Social Security is self-funded, and thus does not contribute to the deficit, but it faces a long-term funding shortfall that is expected to take effect in 2033. To free up political space for other fixes necessary to address the long-term debt, however, the thinking seemed to be, the popular social insurance program would have to be in the mix.

“This is about millions of Americans somehow getting by on benefits of $14, $15, $16,000 a year and elected officials thinking they can cut benefits.”

- Alex Lawson, Social Security Works

It was in that context that Obama, the head of a Democratic Party that had just a few years earlier turned opposition to the George W. Bush administration’s Social Security privatization scheme into electoral success, convened a bipartisan commission, headed by Erskine Bowles, a Democrat who sits on Morgan Stanley's board of directors, and former Sen. Alan Simpson (R), that would ultimately recommend major Social Security cuts.
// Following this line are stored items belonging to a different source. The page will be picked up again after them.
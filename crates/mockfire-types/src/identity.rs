use serde::{Deserialize, Serialize};
use serde_json::{json, Value};

use crate::error::{TypeError, TypeResult};

/// Provider id assigned when a sign-in handler does not name one.
pub const DEFAULT_PROVIDER_ID: &str = "custom";

/// Raw profile returned by a sign-in handler.
///
/// Only `uid` is required; the remaining fields are optional profile data.
#[derive(Clone, Debug, Default, PartialEq, Eq, Serialize, Deserialize)]
#[serde(rename_all = "camelCase", default)]
pub struct UserInfo {
    pub uid: String,
    pub display_name: Option<String>,
    pub email: Option<String>,
    pub email_verified: bool,
    pub photo_url: Option<String>,
    pub provider_id: Option<String>,
    pub is_anonymous: bool,
}

impl UserInfo {
    /// A profile carrying only a uid.
    pub fn with_uid(uid: impl Into<String>) -> Self {
        Self {
            uid: uid.into(),
            ..Self::default()
        }
    }

    pub fn display_name(mut self, name: impl Into<String>) -> Self {
        self.display_name = Some(name.into());
        self
    }

    pub fn email(mut self, email: impl Into<String>) -> Self {
        self.email = Some(email.into());
        self
    }

    pub fn provider_id(mut self, provider: impl Into<String>) -> Self {
        self.provider_id = Some(provider.into());
        self
    }
}

/// The currently signed-in identity.
///
/// A `User` is read-only once built. Its presence or absence is all the data
/// engine cares about; rule expressions see it through [`User::auth_context`].
#[derive(Clone, Debug, PartialEq, Eq, Serialize, Deserialize)]
#[serde(rename_all = "camelCase")]
pub struct User {
    uid: String,
    display_name: Option<String>,
    email: Option<String>,
    email_verified: bool,
    photo_url: Option<String>,
    provider_id: String,
    is_anonymous: bool,
}

impl User {
    /// Build a user from a handler's profile. The uid must be non-blank.
    pub fn from_info(info: UserInfo) -> TypeResult<Self> {
        if info.uid.trim().is_empty() {
            return Err(TypeError::InvalidUser("uid must not be empty".into()));
        }
        Ok(Self {
            uid: info.uid,
            display_name: info.display_name,
            email: info.email,
            email_verified: info.email_verified,
            photo_url: info.photo_url,
            provider_id: info
                .provider_id
                .unwrap_or_else(|| DEFAULT_PROVIDER_ID.to_string()),
            is_anonymous: info.is_anonymous,
        })
    }

    pub fn uid(&self) -> &str {
        &self.uid
    }

    pub fn display_name(&self) -> Option<&str> {
        self.display_name.as_deref()
    }

    pub fn email(&self) -> Option<&str> {
        self.email.as_deref()
    }

    pub fn email_verified(&self) -> bool {
        self.email_verified
    }

    pub fn photo_url(&self) -> Option<&str> {
        self.photo_url.as_deref()
    }

    pub fn provider_id(&self) -> &str {
        &self.provider_id
    }

    pub fn is_anonymous(&self) -> bool {
        self.is_anonymous
    }

    /// The value bound to `auth` in rule expressions.
    pub fn auth_context(&self) -> Value {
        json!({
            "uid": self.uid,
            "provider": self.provider_id,
            "token": {
                "sub": self.uid,
                "email": self.email,
                "email_verified": self.email_verified,
                "name": self.display_name,
                "picture": self.photo_url,
                "firebase": { "sign_in_provider": self.provider_id },
            },
        })
    }
}

impl TryFrom<UserInfo> for User {
    type Error = TypeError;

    fn try_from(info: UserInfo) -> Result<Self, Self::Error> {
        Self::from_info(info)
    }
}
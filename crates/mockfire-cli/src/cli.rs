use std::path::PathBuf;

use clap::{Args, Parser, Subcommand};

#[derive(Parser, Debug)]
#[command(
    name = "mockfire",
    about = "Simulate reads and writes against a realtime database ruleset",
    version
)]
pub struct Cli {
    #[command(subcommand)]
    pub command: Command,

    /// Rules document (`{"rules": {...}}`)
    #[arg(long, global = true)]
    pub rules: Option<PathBuf>,

    /// JSON file holding the current database contents
    #[arg(long, global = true)]
    pub data: Option<PathBuf>,

    /// Evaluate as this signed-in user (signed out when omitted)
    #[arg(long, global = true)]
    pub uid: Option<String>,

    /// Fixed value for `now`, in milliseconds since the epoch
    #[arg(long, global = true)]
    pub now: Option<u64>,

    /// Deny paths that no `.read` / `.write` rule covers
    #[arg(long, global = true)]
    pub deny_by_default: bool,

    #[arg(short, long, global = true)]
    pub verbose: bool,

    #[arg(long, global = true, default_value = "text")]
    pub format: OutputFormat,
}

#[derive(Clone, Copy, Debug, PartialEq, Eq, clap::ValueEnum)]
pub enum OutputFormat {
    Text,
    Json,
}

#[derive(Subcommand, Debug)]
pub enum Command {
    /// Check whether a read is allowed
    Read(ReadArgs),
    /// Check whether a set is allowed
    Write(WriteArgs),
    /// Check whether a multi-path update is allowed
    Update(UpdateArgs),
    /// Parse the rules file and report errors
    Check,
}

#[derive(Args, Debug)]
pub struct ReadArgs {
    pub path: String,
}

#[derive(Args, Debug)]
pub struct WriteArgs {
    pub path: String,
    /// JSON value; `null` simulates a remove
    pub value: String,
    /// JSON priority (number or string)
    #[arg(long)]
    pub priority: Option<String>,
}

#[derive(Args, Debug)]
pub struct UpdateArgs {
    pub path: String,
    /// JSON object keyed by relative paths
    pub patch: String,
}
//! The rule expression language.
//!
//! A small JavaScript-like language: literals, the variables `auth`, `root`,
//! `data`, `newData`, `now` and `$wildcard` captures, member access, method
//! calls and the usual arithmetic, comparison and logical operators. Types
//! are strict: logical operators and conditionals only accept booleans.

pub mod eval;
pub mod lexer;
pub mod parser;

pub use eval::{evaluate, Scope};
pub use parser::{parse, BinaryOp, Expr, UnaryOp};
While the commission’s proposal was never adopted, it became the blueprint for a fiscal grand bargain after Republicans took control of the House of Representatives.

But Social Security cuts always faced an uphill battle: The public has never been as enthusiastic about the idea as Beltway pundits and think tanks.

A Pew study released on March 31 found that opposition to Social Security cuts is the only position shared by a majority of the supporters of all of the presidential candidates in both parties.

So when liberal groups first began to mobilize against cuts in the Bowles-Simpson era, they found fertile ground for changing the policy conversation. Progressives argued that Social Security should actually be expanded to address a growing retirement income deficit.

Elizabeth Warren’s impassioned November 2013 speech embracing benefits expansion became a turning point that helped move the idea into the mainstream. The New York Times editorial board endorsed Social Security expansion in January. And both Democratic presidential candidates have pledged to increase benefits, not cut them.

Alex Lawson, executive director of Social Security Works, one of the groups that led the charge to make Social Security expansion a progressive priority, called the era when Democrats flirted with bipartisan deals to cut the program an “aberration.”

Democratic Senate candidates’ punishment of opponents who were part of those efforts in any way is a vindication of the political, as well as the “obvious policy and moral” argument Social Security Works has made since 2010, according to Lawson.

Lawson said putting a political price on past support for Bowles-Simpson “is not an ideological purity thing. This is about millions of Americans somehow getting by on benefits of $14, $15, $16,000 a year and elected officials thinking they can cut benefits.”

Jim Kessler, senior vice president for policy at Third Way, a centrist Democratic group, by contrast sees the trend as evidence that there is a part of the Democratic Party “that wants to argue and never get things done.”

“In the environment we’re in right now, where you have divided government, you are going to have some accommodating with the other party,” he said. “The plans that the far left has, not just to preserve benefits but expand them across the board, border on lunacy.”